Decision underlines importance of financial disclosure

By AdvocateDaily.com Staff

A recent Superior Court judgment shows the risk of discounting financial disclosure during a split, says St. Catharines family lawyer and mediator Sharon Silbert.

The judge in the case upheld a clause in a separation agreement between two former spouses in which they attested that financial disclosure was “irrelevant to the negotiation” of its terms and that any shortcomings in that regard could not be used as grounds for voiding provisions of the contract.

As a result, the applicant — the mother of the couple’s three children — was unable to lay claim to part of the father’s $22,000 income tax refund, which was owing to him, but undisclosed at the time the agreement was signed.

“It is difficult to interpret subparagraphs 13.15(a), (b) and (c) as meaning other than that the parties were made aware, before they signed the Agreement, that financial non-disclosure would not vitiate it, and that they agreed to waive non-disclosure as an invalidating ground,” the judge concluded.

Silbert, principal of Sharon B. Silbert Professional Corporation, tells AdvocateDaily.com that one of her biggest challenges as family law counsel is to convince clients of the importance of adequate financial disclosure.

“There is a tendency on the part of many clients to want to cut corners, but what you have to convey is that it’s about managing risk, ensuring that decisions are being made on a fully informed basis, and making sure you have some recourse if it turns out that all the relevant information was not available to you at the time you signed the agreement,” she says.

“This case provides an illustration of that risk because the wife missed out on more than $10,000 to which she would have been entitled had she known more about the husband’s financial situation. I think it’s fair to infer that she regretted the decision to include the clause waiving financial disclosure in the agreement.”

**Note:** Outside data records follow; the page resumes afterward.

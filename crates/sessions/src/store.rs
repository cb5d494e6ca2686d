//! Orchestrator-owned conversation state store.
//!
//! Persists `conversations.json` under the configured state path. Each
//! `open_id` maps to a [`ConversationState`] tracking active table/record
//! context, last query results, the pending-action slot, message history,
//! and slot memory. Writes flush the whole map synchronously, matching the
//! teacher's `SessionStore::flush` idiom rather than batching.

use std::collections::HashMap;
use std::path::{Path, PathBuf};

use chrono::Utc;
use cw_domain::conversation::{ConversationState, PendingAction};
use cw_domain::error::{Error, Result};
use parking_lot::RwLock;

pub struct ConversationStore {
    path: PathBuf,
    conversations: RwLock<HashMap<String, ConversationState>>,
}

impl ConversationStore {
    /// Load or create the conversation store at `state_dir/conversations.json`.
    pub fn new(state_dir: &Path) -> Result<Self> {
        std::fs::create_dir_all(state_dir).map_err(Error::Io)?;
        let path = state_dir.join("conversations.json");
        let conversations = if path.exists() {
            let raw = std::fs::read_to_string(&path).map_err(Error::Io)?;
            serde_json::from_str(&raw).unwrap_or_default()
        } else {
            HashMap::new()
        };
        tracing::info!(conversations = conversations.len(), path = %path.display(), "conversation store loaded");
        Ok(Self { path, conversations: RwLock::new(conversations) })
    }

    /// Resolve or create the conversation for `open_id`. Returns `(state, is_new)`.
    pub fn resolve_or_create(&self, open_id: &str) -> (ConversationState, bool) {
        {
            let conversations = self.conversations.read();
            if let Some(state) = conversations.get(open_id) {
                return (state.clone(), false);
            }
        }
        let state = ConversationState::new(open_id, Utc::now());
        self.conversations.write().insert(open_id.to_string(), state.clone());
        self.flush();
        (state, true)
    }

    pub fn get(&self, open_id: &str) -> Option<ConversationState> {
        self.conversations.read().get(open_id).cloned()
    }

    /// Apply `mutate` to the conversation and persist. Creates the
    /// conversation first if it doesn't exist. Does not touch
    /// `last_active_at` itself — callers that represent real user
    /// activity should call [`Self::touch`] explicitly.
    pub fn update(&self, open_id: &str, mutate: impl FnOnce(&mut ConversationState)) -> ConversationState {
        self.resolve_or_create(open_id);
        let updated = {
            let mut conversations = self.conversations.write();
            let state = conversations.get_mut(open_id).expect("just resolved or created");
            mutate(state);
            state.clone()
        };
        self.flush();
        updated
    }

    /// Mark the conversation as active right now.
    pub fn touch(&self, open_id: &str) -> ConversationState {
        let now = Utc::now();
        self.update(open_id, |state| state.touch(now))
    }

    /// Install a pending action, returning any superseded one.
    pub fn set_pending_action(&self, open_id: &str, action: PendingAction) -> Option<PendingAction> {
        let mut superseded = None;
        self.update(open_id, |state| {
            superseded = state.set_pending_action(action);
        });
        superseded
    }

    pub fn clear_pending_action(&self, open_id: &str) {
        self.update(open_id, |state| {
            state.pending_action = None;
        });
    }

    /// Evict every conversation idle for at least `ttl`. Returns the
    /// number evicted.
    pub fn prune_idle(&self, ttl: chrono::Duration) -> usize {
        let now = Utc::now();
        let mut conversations = self.conversations.write();
        let before = conversations.len();
        conversations.retain(|_, state| !state.is_idle(now, ttl));
        let evicted = before - conversations.len();
        drop(conversations);
        if evicted > 0 {
            self.flush();
            tracing::info!(evicted, "pruned idle conversations");
        }
        evicted
    }

    pub fn list(&self) -> Vec<ConversationState> {
        self.conversations.read().values().cloned().collect()
    }

    fn flush(&self) {
        let conversations = self.conversations.read();
        let Ok(json) = serde_json::to_string_pretty(&*conversations) else { return };
        drop(conversations);
        if let Err(e) = std::fs::write(&self.path, json) {
            tracing::warn!(error = %e, path = %self.path.display(), "failed to persist conversation store");
        }
    }
}

#[cfg(test)]
mod tests {
    use super::*;
    use cw_domain::conversation::{PendingActionKind};

    #[test]
    fn resolve_or_create_is_idempotent() {
        let dir = tempfile::tempdir().unwrap();
        let store = ConversationStore::new(dir.path()).unwrap();
        let (first, is_new) = store.resolve_or_create("ou_A");
        assert!(is_new);
        let (second, is_new) = store.resolve_or_create("ou_A");
        assert!(!is_new);
        assert_eq!(first.open_id, second.open_id);
    }

    #[test]
    fn update_mutates_without_touching() {
        let dir = tempfile::tempdir().unwrap();
        let store = ConversationStore::new(dir.path()).unwrap();
        let before = store.resolve_or_create("ou_A").0.last_active_at;
        let updated = store.update("ou_A", |s| s.active_table = Some("tbl1".into()));
        assert_eq!(updated.active_table, Some("tbl1".to_string()));
        assert_eq!(updated.last_active_at, before);
    }

    #[test]
    fn touch_advances_last_active_at() {
        let dir = tempfile::tempdir().unwrap();
        let store = ConversationStore::new(dir.path()).unwrap();
        let before = store.resolve_or_create("ou_A").0.last_active_at;
        std::thread::sleep(std::time::Duration::from_millis(5));
        let touched = store.touch("ou_A");
        assert!(touched.last_active_at > before);
    }

    #[test]
    fn reload_reads_persisted_state() {
        let dir = tempfile::tempdir().unwrap();
        {
            let store = ConversationStore::new(dir.path()).unwrap();
            store.update("ou_A", |s| s.active_table = Some("tbl1".into()));
        }
        let reloaded = ConversationStore::new(dir.path()).unwrap();
        assert_eq!(reloaded.get("ou_A").unwrap().active_table, Some("tbl1".to_string()));
    }

    #[test]
    fn new_pending_action_supersedes_old_via_store() {
        let dir = tempfile::tempdir().unwrap();
        let store = ConversationStore::new(dir.path()).unwrap();
        let now = Utc::now();
        let first = PendingAction {
            kind: PendingActionKind::CompleteFields,
            target_ref: None,
            payload: serde_json::json!({}),
            expires_at: now + chrono::Duration::minutes(5),
        };
        assert!(store.set_pending_action("ou_A", first).is_none());
        let second = PendingAction {
            kind: PendingActionKind::ConfirmDelete,
            target_ref: None,
            payload: serde_json::json!({}),
            expires_at: now + chrono::Duration::minutes(5),
        };
        let superseded = store.set_pending_action("ou_A", second);
        assert!(matches!(superseded.unwrap().kind, PendingActionKind::CompleteFields));
    }

    #[test]
    fn prune_idle_evicts_stale_conversations() {
        let dir = tempfile::tempdir().unwrap();
        let store = ConversationStore::new(dir.path()).unwrap();
        store.update("ou_A", |s| s.active_table = Some("tbl1".into()));
        store.update("ou_A", |s| s.last_active_at = Utc::now() - chrono::Duration::minutes(31));
        assert_eq!(store.prune_idle(chrono::Duration::minutes(30)), 1);
        assert!(store.get("ou_A").is_none());
    }
}
//! Bearer-token authentication middleware for the MCP tool surface and
//! the automation management routes.
//!
//! If `server.bearer_token` is unset the server runs open (dev mode) —
//! a warning is logged once at startup in [`crate::bootstrap`], not here.

use axum::body::Body;
use axum::extract::State;
use axum::http::{Request, StatusCode};
use axum::middleware::Next;
use axum::response::{IntoResponse, Response};
use axum::Json;
use sha2::{Digest, Sha256};
use subtle::ConstantTimeEq;

use crate::state::AppState;

pub async fn require_bearer_token(State(state): State<AppState>, req: Request<Body>, next: Next) -> Response {
    let Some(expected) = &state.config.server.bearer_token else {
        return next.run(req).await;
    };
    let expected_hash = Sha256::digest(expected.as_bytes());

    let provided = req.headers().get("authorization").and_then(|v| v.to_str().ok()).and_then(|v| v.strip_prefix("Bearer ")).unwrap_or("");
    let provided_hash = Sha256::digest(provided.as_bytes());

    if !bool::from(provided_hash.ct_eq(&expected_hash)) {
        return (StatusCode::UNAUTHORIZED, Json(serde_json::json!({ "error": "invalid or missing bearer token" }))).into_response();
    }

    next.run(req).await
}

Silbert says family law litigants frequently view financial disclosure as an inconvenient and unnecessary distraction, especially when relations between the opposing parties are otherwise good.

“When people feel as though they have a decent understanding of the overall financial picture in the relationship, including their former partner’s income and liabilities, they may not see the point in completing formal financial statements,” she says. “They might even view formal disclosure as a way for the lawyers involved to make additional work for themselves and drive up fees, but my job is to explain its importance and underline the risks involved if they choose not to complete the disclosure.”

Despite the wording of the agreement in the recent case, Silbert says she was a little surprised that the judge enforced the financial disclosure provision, considering that s. 56(4) of the Family Law Act provides courts with the jurisdiction to set aside domestic contracts for a party’s failure to “disclose to the other significant assets, debts or other liabilities, existing when the domestic contract was made.”

“But at the same time, just because a court has that authority doesn’t mean they will exercise it in every case,” Silbert adds. “In this instance, the language in the contract was enough to show the judge that the parties had turned their minds to the possibility that there could be information that had not been shared, and that, even if that was the case, they intended to be bound by the terms of their agreement.”